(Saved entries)

>>>

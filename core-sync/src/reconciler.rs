//! # CDN Reconciler
//!
//! Drains the task queue once, applying each task against the storage
//! backend and recording the result in the catalog.
//!
//! ## Per-task flow
//!
//! - **copy**: resolve the rendition's local file, upload it, mark the
//!   variant on-CDN, then remove the task. A task whose asset no longer
//!   exists is a no-op and is removed.
//! - **delete**: mark the variant off-CDN if the asset still exists, delete
//!   the remote object if the task names one, then remove the task.
//!
//! The catalog write always happens before the task is removed, so a crash
//! in between repeats idempotent work instead of losing it.
//!
//! ## Failures
//!
//! A missing local file or a failed backend call is logged and recorded in
//! the [`PassReport`]; the task stays queued and the pass moves on. Any
//! other error ends the pass and is returned to the caller.

use bridge_traits::StorageBackend;
use core_catalog::{AssetLocator, CatalogStore};
use serde::Serialize;
use std::path::PathBuf;
use std::sync::Arc;
use tracing::{debug, error, info, info_span, instrument, warn, Instrument};

use crate::error::{Result, SyncError};
use crate::queue::{PendingBatch, TaskQueue};
use crate::task::{Operation, TaskId, TaskRecord};

/// Reconciler settings
#[derive(Debug, Clone)]
pub struct ReconcilerConfig {
    /// Root directory the catalog's rendition files are stored under
    pub source_root: PathBuf,
}

impl ReconcilerConfig {
    pub fn new(source_root: impl Into<PathBuf>) -> Self {
        Self {
            source_root: source_root.into(),
        }
    }
}

/// A task that failed recoverably and remains queued
#[derive(Debug, Clone, PartialEq, Eq, Serialize)]
pub struct TaskFailure {
    pub task_id: TaskId,
    pub operation: Operation,
    pub error: String,
}

/// Outcome of one pass
#[derive(Debug, Clone, Default, PartialEq, Eq, Serialize)]
pub struct PassReport {
    /// Rows found in the queue, including rejected ones
    pub discovered: usize,
    /// Copy tasks uploaded and removed
    pub copied: usize,
    /// Delete tasks applied and removed
    pub deleted: usize,
    /// Copy tasks removed without work because their asset is gone
    pub skipped: usize,
    pub failed: Vec<TaskFailure>,
    /// Rows with an unknown operation, left queued
    pub rejected: usize,
}

impl PassReport {
    /// Tasks removed from the queue during the pass
    pub fn completed(&self) -> usize {
        self.copied + self.deleted + self.skipped
    }

    pub fn has_failures(&self) -> bool {
        !self.failed.is_empty()
    }
}

#[derive(Debug, Clone, Copy, PartialEq, Eq)]
enum TaskOutcome {
    Copied,
    Deleted,
    Skipped,
}

/// Applies queued CDN work
pub struct Reconciler {
    config: ReconcilerConfig,
    queue: Arc<dyn TaskQueue>,
    catalog: Arc<dyn CatalogStore>,
    storage: Arc<dyn StorageBackend>,
    locator: Arc<dyn AssetLocator>,
}

impl Reconciler {
    pub fn new(
        config: ReconcilerConfig,
        queue: Arc<dyn TaskQueue>,
        catalog: Arc<dyn CatalogStore>,
        storage: Arc<dyn StorageBackend>,
        locator: Arc<dyn AssetLocator>,
    ) -> Self {
        Self {
            config,
            queue,
            catalog,
            storage,
            locator,
        }
    }

    pub fn config(&self) -> &ReconcilerConfig {
        &self.config
    }

    /// Drain every task currently in the queue once
    ///
    /// # Errors
    ///
    /// Returns the first non-recoverable error. Tasks processed before it
    /// stay processed; tasks after it stay queued.
    #[instrument(skip(self), fields(backend = %self.storage.describe()))]
    pub async fn run_pass(&self) -> Result<PassReport> {
        let batch = self.queue.load_pending().await?;

        let mut report = PassReport {
            discovered: batch.row_count(),
            rejected: batch.rejected().len(),
            ..PassReport::default()
        };

        info!(
            tasks = batch.len(),
            rejected = report.rejected,
            "Found pending CDN tasks"
        );

        for task in batch.tasks() {
            let span = info_span!("task", task_id = %task.id, operation = %task.operation);

            match self.process(task, &batch).instrument(span.clone()).await {
                Ok(outcome) => match outcome {
                    TaskOutcome::Copied => report.copied += 1,
                    TaskOutcome::Deleted => report.deleted += 1,
                    TaskOutcome::Skipped => report.skipped += 1,
                },
                Err(e) if e.is_recoverable() => {
                    span.in_scope(|| {
                        warn!(error = %e, "CDN task failed; it stays queued for the next run")
                    });
                    report.failed.push(TaskFailure {
                        task_id: task.id,
                        operation: task.operation,
                        error: e.to_string(),
                    });
                }
                Err(e) => {
                    span.in_scope(|| error!(error = %e, "CDN pass aborted"));
                    return Err(e);
                }
            }
        }

        info!(
            copied = report.copied,
            deleted = report.deleted,
            skipped = report.skipped,
            failed = report.failed.len(),
            rejected = report.rejected,
            "CDN pass complete"
        );

        Ok(report)
    }

    async fn process(&self, task: &TaskRecord, batch: &PendingBatch) -> Result<TaskOutcome> {
        let outcome = match task.operation {
            Operation::Copy => self.copy(task, batch).await?,
            Operation::Delete => self.delete(task, batch).await?,
        };

        if !self.queue.delete(task.id).await? {
            debug!("Task was already removed from the queue");
        }

        Ok(outcome)
    }

    async fn copy(&self, task: &TaskRecord, batch: &PendingBatch) -> Result<TaskOutcome> {
        let Some(asset) = batch.asset_for(task) else {
            debug!("Asset no longer exists; nothing to copy");
            return Ok(TaskOutcome::Skipped);
        };
        let variant = batch
            .variant(task.variant_id)
            .ok_or(SyncError::DanglingReference {
                task_id: task.id.0,
                entity: "variant",
                id: task.variant_id.0,
            })?;

        info!(asset_id = %asset.id, variant = %variant.shortname, "Copying rendition");

        let resolved = self
            .locator
            .resolve(asset, variant, &self.config.source_root)
            .await?;

        self.storage
            .put_object(&resolved.local_path, &resolved.remote_path, &resolved.mime_type)
            .await
            .map_err(|source| SyncError::BackendOperationFailed {
                operation: Operation::Copy,
                path: resolved.remote_path.clone(),
                source,
            })?;

        if !self
            .catalog
            .set_cdn_presence(asset.id, &variant.shortname, true)
            .await?
        {
            warn!(asset_id = %asset.id, variant = %variant.shortname, "Rendition vanished before it could be marked on-CDN");
        }

        info!(remote_path = %resolved.remote_path, "Copied");
        Ok(TaskOutcome::Copied)
    }

    async fn delete(&self, task: &TaskRecord, batch: &PendingBatch) -> Result<TaskOutcome> {
        if let Some(asset) = batch.asset_for(task) {
            let variant = batch
                .variant(task.variant_id)
                .ok_or(SyncError::DanglingReference {
                    task_id: task.id.0,
                    entity: "variant",
                    id: task.variant_id.0,
                })?;

            self.catalog
                .set_cdn_presence(asset.id, &variant.shortname, false)
                .await?;
            debug!(asset_id = %asset.id, variant = %variant.shortname, "Marked off-CDN");
        }

        if task.has_remote_path() {
            info!(remote_path = %task.remote_path, "Deleting CDN object");

            self.storage
                .delete_object(&task.remote_path)
                .await
                .map_err(|source| SyncError::BackendOperationFailed {
                    operation: Operation::Delete,
                    path: task.remote_path.clone(),
                    source,
                })?;

            info!(remote_path = %task.remote_path, "Deleted");
        } else {
            debug!("Task has no remote path; skipping backend delete");
        }

        Ok(TaskOutcome::Deleted)
    }
}
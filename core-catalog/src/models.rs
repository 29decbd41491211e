//! Domain models for the media catalog
//!
//! Assets are stored media objects; variants are the named renditions
//! (a pixel width, a format) every asset may be published in. The
//! [`Rendition`] binding carries the stored filename, MIME type and whether
//! that rendition is currently present on the CDN.

use serde::{Deserialize, Serialize};
use sqlx::FromRow;
use std::fmt;

// =============================================================================
// ID Types
// =============================================================================

/// Unique identifier for an asset, assigned by the catalog database
#[derive(
    Debug, Clone, Copy, PartialEq, Eq, Hash, PartialOrd, Ord, Serialize, Deserialize, sqlx::Type,
)]
#[sqlx(transparent)]
pub struct AssetId(pub i64);

impl fmt::Display for AssetId {
    fn fmt(&self, f: &mut fmt::Formatter<'_>) -> fmt::Result {
        write!(f, "{}", self.0)
    }
}

/// Unique identifier for a variant
#[derive(
    Debug, Clone, Copy, PartialEq, Eq, Hash, PartialOrd, Ord, Serialize, Deserialize, sqlx::Type,
)]
#[sqlx(transparent)]
pub struct VariantId(pub i64);

impl fmt::Display for VariantId {
    fn fmt(&self, f: &mut fmt::Formatter<'_>) -> fmt::Result {
        write!(f, "{}", self.0)
    }
}

// =============================================================================
// Domain Models
// =============================================================================

/// A named rendition of assets (e.g. `"200w"`, `"thumb"`, `"1024"`)
#[derive(Debug, Clone, PartialEq, Eq, Serialize, Deserialize, FromRow)]
pub struct Variant {
    pub id: VariantId,
    pub shortname: String,
}

impl Variant {
    pub fn new(id: VariantId, shortname: impl Into<String>) -> Self {
        Self {
            id,
            shortname: shortname.into(),
        }
    }

    /// Whether this variant is identified by `shortname`
    ///
    /// Shortnames are opaque text: `"200"` and `"200.0"` name different
    /// variants.
    pub fn matches(&self, shortname: &str) -> bool {
        self.shortname == shortname
    }
}

/// Binding between an asset and one of its variants
#[derive(Debug, Clone, PartialEq, Eq, Serialize, Deserialize)]
pub struct Rendition {
    pub variant_id: VariantId,
    pub variant_shortname: String,
    /// Stored file name, e.g. `42.jpg`
    pub filename: String,
    pub mime_type: String,
    pub on_cdn: bool,
}

/// A stored media object tracked by the catalog
#[derive(Debug, Clone, PartialEq, Eq, Serialize, Deserialize)]
pub struct Asset {
    pub id: AssetId,
    /// Shortname of the media set the asset belongs to; used as path prefix
    pub set_shortname: String,
    pub renditions: Vec<Rendition>,
}

impl Asset {
    /// Find the rendition for a variant shortname
    pub fn rendition(&self, shortname: &str) -> Option<&Rendition> {
        self.renditions
            .iter()
            .find(|r| r.variant_shortname == shortname)
    }

    /// Find the rendition bound to a specific variant
    pub fn rendition_for(&self, variant_id: VariantId) -> Option<&Rendition> {
        self.renditions.iter().find(|r| r.variant_id == variant_id)
    }

    /// Whether the given variant is currently published
    pub fn is_on_cdn(&self, shortname: &str) -> bool {
        self.rendition(shortname).is_some_and(|r| r.on_cdn)
    }

    /// Flip the in-memory CDN flag for a variant
    ///
    /// Returns `false` if the asset has no such rendition.
    pub fn set_on_cdn(&mut self, shortname: &str, present: bool) -> bool {
        match self
            .renditions
            .iter_mut()
            .find(|r| r.variant_shortname == shortname)
        {
            Some(rendition) => {
                rendition.on_cdn = present;
                true
            }
            None => false,
        }
    }
}

/// Input for registering a rendition of an asset
#[derive(Debug, Clone, PartialEq, Eq)]
pub struct NewRendition {
    pub variant_id: VariantId,
    pub filename: String,
    pub mime_type: String,
}

impl NewRendition {
    pub fn new(
        variant_id: VariantId,
        filename: impl Into<String>,
        mime_type: impl Into<String>,
    ) -> Self {
        Self {
            variant_id,
            filename: filename.into(),
            mime_type: mime_type.into(),
        }
    }

    pub fn validate(&self) -> Result<(), String> {
        if self.filename.trim().is_empty() {
            return Err("Filename cannot be empty".to_string());
        }
        if self.filename.contains('/') || self.filename.contains('\\') {
            return Err(format!(
                "Filename must not contain path separators: {}",
                self.filename
            ));
        }
        if !self.mime_type.contains('/') {
            return Err(format!("Invalid MIME type: {}", self.mime_type));
        }
        Ok(())
    }
}

#[cfg(test)]
mod tests {
    use super::*;

    fn sample_asset() -> Asset {
        Asset {
            id: AssetId(42),
            set_shortname: "images".to_string(),
            renditions: vec![
                Rendition {
                    variant_id: VariantId(1),
                    variant_shortname: "200".to_string(),
                    filename: "42.jpg".to_string(),
                    mime_type: "image/jpeg".to_string(),
                    on_cdn: false,
                },
                Rendition {
                    variant_id: VariantId(2),
                    variant_shortname: "thumb".to_string(),
                    filename: "42.png".to_string(),
                    mime_type: "image/png".to_string(),
                    on_cdn: true,
                },
            ],
        }
    }

    #[test]
    fn test_rendition_lookup() {
        let asset = sample_asset();
        assert_eq!(asset.rendition("200").unwrap().filename, "42.jpg");
        assert_eq!(asset.rendition_for(VariantId(2)).unwrap().filename, "42.png");
        assert!(asset.rendition("400").is_none());
        assert!(asset.rendition_for(VariantId(9)).is_none());
        assert!(asset.is_on_cdn("thumb"));
        assert!(!asset.is_on_cdn("200"));
    }

    #[test]
    fn test_numerically_equal_shortnames_are_distinct() {
        let mut asset = sample_asset();
        asset.renditions.push(Rendition {
            variant_id: VariantId(3),
            variant_shortname: "200.0".to_string(),
            filename: "42.webp".to_string(),
            mime_type: "image/webp".to_string(),
            on_cdn: false,
        });

        assert_eq!(asset.rendition("200.0").unwrap().filename, "42.webp");
        assert!(asset.set_on_cdn("200.0", true));
        assert!(asset.is_on_cdn("200.0"));
        assert!(!asset.is_on_cdn("200"));
        assert!(asset.rendition(" 200").is_none());
    }

    #[test]
    fn test_set_on_cdn() {
        let mut asset = sample_asset();
        assert!(asset.set_on_cdn("200", true));
        assert!(asset.is_on_cdn("200"));
        assert!(!asset.set_on_cdn("missing", true));
    }

    #[test]
    fn test_variant_matches() {
        let variant = Variant::new(VariantId(7), "1024");
        assert!(variant.matches("1024"));
        assert!(!variant.matches("1024.0"));
        assert!(!variant.matches("1024w"));
    }

    #[test]
    fn test_new_rendition_validation() {
        assert!(NewRendition::new(VariantId(1), "42.jpg", "image/jpeg")
            .validate()
            .is_ok());
        assert!(NewRendition::new(VariantId(1), "", "image/jpeg")
            .validate()
            .is_err());
        assert!(NewRendition::new(VariantId(1), "../42.jpg", "image/jpeg")
            .validate()
            .is_err());
        assert!(NewRendition::new(VariantId(1), "42.jpg", "jpeg")
            .validate()
            .is_err());
    }
}
use crate::task::Operation;
use bridge_traits::BridgeError;
use core_catalog::CatalogError;
use std::path::PathBuf;
use thiserror::Error;

#[derive(Error, Debug)]
pub enum SyncError {
    #[error("Local file missing: {}", path.display())]
    LocalFileMissing { path: PathBuf },

    #[error("CDN {operation} failed for '{path}': {source}")]
    BackendOperationFailed {
        operation: Operation,
        path: String,
        #[source]
        source: BridgeError,
    },

    #[error("Another update is already running (lock {}{})", path.display(), holder_suffix(holder))]
    LockContention {
        path: PathBuf,
        holder: Option<String>,
    },

    #[error("Lock file {} unusable: {source}", path.display())]
    Lock {
        path: PathBuf,
        #[source]
        source: std::io::Error,
    },

    #[error("Task {task_id} references missing {entity} {id}")]
    DanglingReference {
        task_id: i64,
        entity: &'static str,
        id: i64,
    },

    #[error("Unknown task operation: {0}")]
    UnknownOperation(String),

    #[error("Catalog error: {0}")]
    Catalog(CatalogError),

    #[error("Database error: {0}")]
    Database(String),
}

fn holder_suffix(holder: &Option<String>) -> String {
    holder
        .as_deref()
        .map(|h| format!(", held by {h}"))
        .unwrap_or_default()
}

impl SyncError {
    /// Whether the pass may log this and continue with the next task
    pub fn is_recoverable(&self) -> bool {
        matches!(
            self,
            Self::LocalFileMissing { .. } | Self::BackendOperationFailed { .. }
        )
    }
}

impl From<CatalogError> for SyncError {
    fn from(err: CatalogError) -> Self {
        match err {
            CatalogError::FileNotFound { path } => Self::LocalFileMissing { path },
            other => Self::Catalog(other),
        }
    }
}

impl From<sqlx::Error> for SyncError {
    fn from(err: sqlx::Error) -> Self {
        Self::Database(err.to_string())
    }
}

pub type Result<T> = std::result::Result<T, SyncError>;

#[cfg(test)]
mod tests {
    use super::*;

    #[test]
    fn test_recoverable_classification() {
        let missing = SyncError::LocalFileMissing {
            path: PathBuf::from("/srv/media/images/200w/42.jpg"),
        };
        assert!(missing.is_recoverable());

        let backend = SyncError::BackendOperationFailed {
            operation: Operation::Delete,
            path: "images/42/200w.jpg".to_string(),
            source: BridgeError::OperationFailed("503".to_string()),
        };
        assert!(backend.is_recoverable());

        let contention = SyncError::LockContention {
            path: PathBuf::from("/run/cdn-updater.lock"),
            holder: None,
        };
        assert!(!contention.is_recoverable());
        assert!(!SyncError::Database("locked".to_string()).is_recoverable());
        assert!(!SyncError::DanglingReference {
            task_id: 1,
            entity: "variant",
            id: 9
        }
        .is_recoverable());
    }

    #[test]
    fn test_catalog_file_not_found_becomes_local_file_missing() {
        let err: SyncError = CatalogError::FileNotFound {
            path: PathBuf::from("/tmp/a.jpg"),
        }
        .into();
        assert!(matches!(err, SyncError::LocalFileMissing { .. }));

        let err: SyncError = CatalogError::RenditionNotFound {
            asset_id: 1,
            variant: "thumb".to_string(),
        }
        .into();
        assert!(matches!(err, SyncError::Catalog(_)));
        assert!(!err.is_recoverable());
    }

    #[test]
    fn test_lock_contention_message_names_holder() {
        let err = SyncError::LockContention {
            path: PathBuf::from("/run/cdn-updater.lock"),
            holder: Some("pid 4242".to_string()),
        };
        assert!(err.to_string().contains("held by pid 4242"));
    }
}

<<<

Description of the task:
For each line of the data that includes the word "removed", return a copy of it.

Task result:
//!   exists is a no-op and is removed.
//! The catalog write always happens before the task is removed, so a crash
    /// Copy tasks uploaded and removed
    /// Delete tasks applied and removed
    /// Copy tasks removed without work because their asset is gone
    /// Tasks removed from the queue during the pass
            debug!("Task was already removed from the queue");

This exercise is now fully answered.